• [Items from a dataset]
◇ ◇ ◇ ◇
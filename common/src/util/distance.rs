use geo::{Distance, Haversine, Point};

/// Great-circle distance in kilometers. Points are (x = lng, y = lat).
pub fn haversine_km(a: Point<f64>, b: Point<f64>) -> f64 {
    Haversine::distance(a, b) / 1_000.0
}
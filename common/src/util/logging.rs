use std::future::Future;
use std::sync::OnceLock;
use std::time::{Duration, SystemTime};

use indicatif::{MultiProgress, ProgressBar, ProgressStyle};
use indicatif_log_bridge::LogWrapper;
use log::{info, LevelFilter};

static MULTI: OnceLock<MultiProgress> = OnceLock::new();

pub fn init(log_level: LevelFilter) {
    let logger = env_logger::builder()
        .filter_level(log_level)
        .parse_default_env() // Allow overriding log level through RUST_LOG env var
        .build();

    let multi = MultiProgress::new();

    let wrapper = LogWrapper::new(multi.clone(), logger);
    if wrapper.try_init().is_ok() {
        let _ = MULTI.set(multi);
    }
}

fn spinner(task_desc: &str) -> ProgressBar {
    let pb = ProgressBar::new_spinner()
        .with_message(format!("{}...", task_desc))
        .with_style(
            ProgressStyle::with_template("{spinner:.white} [{elapsed:.green}] {msg}")
                .expect("spinner template is valid"),
        );
    pb.enable_steady_tick(Duration::from_millis(100));

    // Route through the shared MultiProgress so log lines don't jump around
    if let Some(multi) = MULTI.get() {
        multi.add(pb.clone());
    }

    pb
}

fn finish(pb: ProgressBar, target: &str, task_desc: &str, start_time: SystemTime) {
    pb.finish_and_clear();
    if let Some(multi) = MULTI.get() {
        multi.remove(&pb);
    }
    if let Ok(elapsed) = start_time.elapsed() {
        let elapsed = indicatif::HumanDuration(elapsed);
        info!(target: target, "{} finished (took {})", task_desc, elapsed);
    }
}

pub fn run_with_spinner<F, Out>(target: &str, task_desc: &str, function: F) -> Out
where
    F: FnOnce() -> Out,
{
    let start_time = SystemTime::now();
    let pb = spinner(task_desc);

    let out = function();

    finish(pb, target, task_desc, start_time);
    out
}

pub async fn run_with_spinner_async<F, Fut, Out>(target: &str, task_desc: &str, function: F) -> Out
where
    F: FnOnce() -> Fut,
    Fut: Future<Output = Out>,
{
    let start_time = SystemTime::now();
    let pb = spinner(task_desc);

    let out = function().await;

    finish(pb, target, task_desc, start_time);
    out
}
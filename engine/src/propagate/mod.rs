use chrono::Duration;
use hashbrown::{HashMap, HashSet};
use itertools::Itertools;
use log::debug;
use tokio::task::yield_now;

use common::types::config::{Direction, QueryConfig};
use common::types::dataset::Dataset;
use common::types::{Mode, RouteId, StopId};

use crate::result::{merge, PathStep, Reached, ResultMap};

#[cfg(test)]
mod tests;

#[derive(Debug, Clone)]
pub struct FrontierEntry {
    pub time: Duration,
    pub interchanges: u32,
    pub path: Vec<PathStep>,
}

/// The stops the next round of route expansion boards from, with their
/// known time / interchange / path state. Within one round a re-reached
/// stop replaces its entry outright (last write wins); reconciliation
/// across rounds happens in the result merge, not here.
pub type Frontier = HashMap<StopId, FrontierEntry>;

/// A route sliced from its boarding point to its end, ready to ride
struct ActiveSequence {
    stops: Vec<StopId>,
    mode: Mode,
    label: String,
}

#[derive(Debug, Clone)]
struct TouchedStop {
    lat: f64,
    lng: f64,
    time: Duration,
    interchanges: u32,
    path: Vec<PathStep>,
}

/// Multi-round expansion of the route graph from a set of start stops.
/// `start` is ordered: in the first round, routes board at the first
/// start stop that appears on them (only board where the walker can
/// actually get to), while later rounds board at the furthest-forward
/// frontier stop (continue riding from anywhere already reached).
///
/// Each round must fully complete before the next begins; the awaits at
/// round boundaries are the computation's only suspension points.
pub async fn run(
    dataset: &Dataset,
    config: &QueryConfig,
    start: Vec<(StopId, FrontierEntry)>,
) -> ResultMap {
    let boarding_order: Vec<StopId> = start.iter().map(|(stop, _)| stop.clone()).collect();
    let mut frontier: Frontier = start.into_iter().collect();
    let mut seen_routes: HashSet<RouteId> = HashSet::new();
    let mut accumulated = ResultMap::new();
    let mut round = 0usize;

    while !frontier.is_empty() {
        round += 1;
        let subset = (round == 1).then_some(boarding_order.as_slice());

        let (sequences, newly_seen) =
            select_routes(dataset, config, &frontier, &seen_routes, subset);
        // A route is expanded from its frontier at most once per
        // computation; this is what guarantees termination.
        seen_routes.extend(newly_seen);
        if sequences.is_empty() {
            break;
        }

        let touched = ride_sequences(dataset, config, &frontier, &sequences);
        frontier = next_frontier(dataset, config, &sequences, &touched);

        debug!(target: "propagate",
            "round {}: {} sequences ridden, {} stops touched, {} next frontier entries",
            round, sequences.len(), touched.len(), frontier.len()
        );

        // Earlier rounds win ties; otherwise the strictly lower time wins
        accumulated = merge(accumulated, round_results(touched));

        yield_now().await;
    }

    accumulated
}

/// Pick the boarding point on every not-yet-seen route whose mode is
/// enabled, and slice the route from there to its end. Returns the
/// active sequences and the route ids to mark as seen.
fn select_routes(
    dataset: &Dataset,
    config: &QueryConfig,
    frontier: &Frontier,
    seen_routes: &HashSet<RouteId>,
    first_round_subset: Option<&[StopId]>,
) -> (Vec<ActiveSequence>, Vec<RouteId>) {
    let mut sequences = Vec::new();
    let mut newly_seen = Vec::new();

    // Stable expansion order keeps the round-local last-write-wins rule
    // reproducible across runs.
    for (route_id, route) in dataset.routes.iter().sorted_by(|a, b| a.0.cmp(b.0)) {
        if seen_routes.contains(route_id) {
            continue;
        }
        let mut matched = false;

        for mode in &route.modes {
            if !config.mode_enabled(mode) {
                continue;
            }
            let Some(stops) = route.stops.get(mode) else { continue };

            let directed: Vec<StopId> = match config.direction {
                Direction::Departing => stops.clone(),
                Direction::Arriving => stops.iter().rev().cloned().collect(),
            };

            let boarding_idx = match first_round_subset {
                Some(subset) => subset
                    .iter()
                    .find_map(|stop| directed.iter().position(|s| s == stop)),
                None => frontier
                    .keys()
                    .filter_map(|stop| directed.iter().position(|s| s == stop))
                    .max(),
            };

            if let Some(idx) = boarding_idx {
                sequences.push(ActiveSequence {
                    stops: directed[idx..].to_vec(),
                    mode: mode.clone(),
                    label: format!("{} {}", mode, route.name),
                });
                matched = true;
            }
        }

        if matched {
            newly_seen.push(route_id.clone());
        }
    }

    (sequences, newly_seen)
}

fn edge_time(
    dataset: &Dataset,
    config: &QueryConfig,
    previous: &StopId,
    current: &StopId,
) -> Option<Duration> {
    match config.direction {
        Direction::Departing => dataset.journey_time(previous, current, config.time_slice),
        // Sequences are reversed for arriving-at queries, so the rider
        // actually travels current -> previous; swap the lookup.
        Direction::Arriving => dataset.journey_time(current, previous, config.time_slice),
    }
}

/// Ride every active sequence from its boarding stop, accumulating
/// pairwise journey times and extending paths. Returns the stops that
/// received a time this round.
fn ride_sequences(
    dataset: &Dataset,
    config: &QueryConfig,
    frontier: &Frontier,
    sequences: &[ActiveSequence],
) -> HashMap<StopId, TouchedStop> {
    let mut touched: HashMap<StopId, TouchedStop> = HashMap::new();

    for sequence in sequences {
        let Some(boarding) = sequence.stops.first().and_then(|stop| frontier.get(stop)) else {
            continue;
        };
        let mut time = boarding.time;
        let mut path = boarding.path.clone();
        let interchanges = boarding.interchanges;

        for (previous, current) in sequence.stops.iter().tuple_windows() {
            // A missing journey-time entry makes the rest of this
            // sequence unreachable; prune it instead of riding on with
            // an infinity sentinel.
            let Some(edge) = edge_time(dataset, config, previous, current) else {
                break;
            };
            time = time + edge;
            path.push(PathStep { stop: Some(current.clone()), label: sequence.label.clone() });

            let Some(stop) = dataset.stops.get(current) else { continue };

            let mut recorded_path = path.clone();
            if let Some(previous_label) = touched
                .get(current)
                .and_then(|touch| touch.path.last())
                .map(|step| step.label.clone())
            {
                // A second arrival in the same round keeps both labels
                // for display; the later time and path win outright.
                if !previous_label.split('/').any(|label| label == sequence.label) {
                    if let Some(last) = recorded_path.last_mut() {
                        last.label = format!("{}/{}", previous_label, sequence.label);
                    }
                }
            }

            touched.insert(
                current.clone(),
                TouchedStop {
                    lat: stop.location.lat,
                    lng: stop.location.lng,
                    time,
                    interchanges,
                    path: recorded_path,
                },
            );
        }
    }

    touched
}

/// Propose every touched stop and each of its "nearby" neighbors as a
/// next-round boarding point, with the rail or non-rail interchange
/// penalty applied. Proposals that exhaust the interchange budget are
/// dropped.
fn next_frontier(
    dataset: &Dataset,
    config: &QueryConfig,
    sequences: &[ActiveSequence],
    touched: &HashMap<StopId, TouchedStop>,
) -> Frontier {
    let mut next = Frontier::new();

    for sequence in sequences {
        let sequence_is_rail = config.is_rail(&sequence.mode);

        for stop_id in &sequence.stops {
            let Some(touch) = touched.get(stop_id) else { continue };
            let Some(stop) = dataset.stops.get(stop_id) else { continue };

            for nearby_id in &stop.nearby {
                let Some(nearby) = dataset.stops.get(nearby_id) else { continue };
                let rail =
                    sequence_is_rail || nearby.modes.iter().any(|mode| config.is_rail(mode));
                propose(&mut next, config, nearby_id, touch, rail, Some(PathStep::walk(nearby_id.clone())));
            }

            // Self-transfer: change to another route at the same stop
            let rail = sequence_is_rail || stop.modes.iter().any(|mode| config.is_rail(mode));
            propose(&mut next, config, stop_id, touch, rail, None);
        }
    }

    next
}

fn propose(
    next: &mut Frontier,
    config: &QueryConfig,
    stop: &StopId,
    touch: &TouchedStop,
    rail: bool,
    step: Option<PathStep>,
) {
    let (penalty, increment) = if rail {
        (config.rail_interchange_penalty, 0)
    } else {
        (config.interchange_penalty, 1)
    };
    let interchanges = touch.interchanges + increment;
    if interchanges >= config.max_interchanges {
        return;
    }

    let mut path = touch.path.clone();
    if let Some(step) = step {
        path.push(step);
    }
    next.insert(
        stop.clone(),
        FrontierEntry { time: touch.time + penalty, interchanges, path },
    );
}

fn round_results(touched: HashMap<StopId, TouchedStop>) -> ResultMap {
    touched
        .into_iter()
        .map(|(stop, touch)| {
            (
                stop,
                Reached {
                    lat: touch.lat,
                    lng: touch.lng,
                    time: touch.time,
                    path: touch.path,
                },
            )
        })
        .collect()
}
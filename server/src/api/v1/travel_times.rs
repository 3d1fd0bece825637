use std::sync::Arc;

use axum::extract::{Query, State};
use axum::Json;
use common::types::dataset::Location;
use engine::{TimeSurface, TravelTimes};

use crate::api::v1::params::TravelTimesParams;
use crate::{AppData, LastResult};

/// Run one travel-time query. Answers `null` while the dataset is still
/// loading; the result is cached as the surface source for `resolve`.
pub(crate) async fn endpoint(
    State(app_data): State<Arc<AppData>>,
    Query(params): Query<TravelTimesParams>,
) -> Json<Option<Arc<TravelTimes>>> {
    let Some(dataset) = app_data.dataset.read().await.clone() else {
        return Json(None);
    };

    let config = params.config();
    let origin = Location { lat: params.lat, lng: params.lng };
    let times = Arc::new(engine::travel_times(&dataset, origin, &config).await);

    // The surface is immutable for this origin; build it once here so
    // every subsequent resolve only pays for the lookup.
    let surface = Arc::new(TimeSurface::build(&times));
    *app_data.last_result.write().await = Some(LastResult { surface, config });

    Json(Some(times))
}
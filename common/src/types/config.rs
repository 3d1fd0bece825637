use chrono::Duration;
use hashbrown::HashSet;
use serde::{Deserialize, Serialize};
use serde_with::serde_as;

use crate::types::dataset::TimeSlice;
use crate::types::Mode;
use crate::util::speed::{Speed, DEFAULT_WALKING_SPEED};

/// Immutable per-query configuration. Built once per request and never
/// mutated mid-computation; concurrent queries each carry their own copy.
#[serde_as]
#[derive(Debug, Clone, Serialize, Deserialize)]
pub struct QueryConfig {
    /// Enabled transport modes. An empty set means "all modes".
    #[serde(default)]
    pub modes: HashSet<Mode>,
    /// Modes with rail-like interchange behavior (shorter penalty, no
    /// interchange counted when continuing on rail).
    #[serde(default = "default_rail_modes")]
    pub rail_modes: HashSet<Mode>,
    #[serde(default)]
    pub direction: Direction,
    #[serde(default)]
    pub time_slice: Option<TimeSlice>,
    #[serde(default = "default_max_interchanges")]
    pub max_interchanges: u32,
    #[serde(default = "default_walking_speed")]
    pub walking_speed: Speed,
    /// Maximum distance in km considered walkable, both for the initial
    /// radius search and for nearest-point resolution.
    #[serde(default = "default_walkable_distance_km")]
    pub walkable_distance_km: f64,
    /// Fixed penalty for a non-rail interchange
    #[serde_as(as = "serde_with::DurationSeconds<i64>")]
    #[serde(default = "default_interchange_penalty")]
    pub interchange_penalty: Duration,
    /// Fixed penalty when either side of the interchange is rail-like
    #[serde_as(as = "serde_with::DurationSeconds<i64>")]
    #[serde(default = "default_rail_interchange_penalty")]
    pub rail_interchange_penalty: Duration,
    /// k for nearest-neighbour resolution
    #[serde(default = "default_nearest_neighbours")]
    pub nearest_neighbours: usize,
    /// Travel time at which display intensity reaches zero
    #[serde_as(as = "serde_with::DurationSeconds<i64>")]
    #[serde(default = "default_max_travel_time")]
    pub max_travel_time: Duration,
}

impl QueryConfig {
    pub fn mode_enabled(&self, mode: &Mode) -> bool {
        self.modes.is_empty() || self.modes.contains(mode)
    }

    pub fn is_rail(&self, mode: &Mode) -> bool {
        self.rail_modes.contains(mode)
    }
}

impl Default for QueryConfig {
    fn default() -> Self {
        Self {
            modes: HashSet::new(),
            rail_modes: default_rail_modes(),
            direction: Direction::default(),
            time_slice: None,
            max_interchanges: default_max_interchanges(),
            walking_speed: default_walking_speed(),
            walkable_distance_km: default_walkable_distance_km(),
            interchange_penalty: default_interchange_penalty(),
            rail_interchange_penalty: default_rail_interchange_penalty(),
            nearest_neighbours: default_nearest_neighbours(),
            max_travel_time: default_max_travel_time(),
        }
    }
}

#[derive(Debug, Clone, Copy, Default, Eq, PartialEq, Serialize, Deserialize)]
#[serde(rename_all = "lowercase")]
pub enum Direction {
    /// Times from the origin outwards (stop sequences ridden forward)
    #[default]
    Departing,
    /// Times towards the origin (stop sequences logically reversed,
    /// journey-time lookups swapped)
    Arriving,
}

fn default_rail_modes() -> HashSet<Mode> {
    HashSet::from([Mode::from("mtr"), Mode::from("lightRail")])
}

fn default_max_interchanges() -> u32 {
    1
}

fn default_walking_speed() -> Speed {
    DEFAULT_WALKING_SPEED
}

fn default_walkable_distance_km() -> f64 {
    1.5
}

fn default_interchange_penalty() -> Duration {
    Duration::seconds(900)
}

fn default_rail_interchange_penalty() -> Duration {
    Duration::seconds(90)
}

fn default_nearest_neighbours() -> usize {
    10
}

fn default_max_travel_time() -> Duration {
    Duration::minutes(90)
}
◇ ◇ ◇ ◇
• [Work order] Count the lines of the entries that hold the string "keeps", then state that number and nothing more.

• [Response below] 2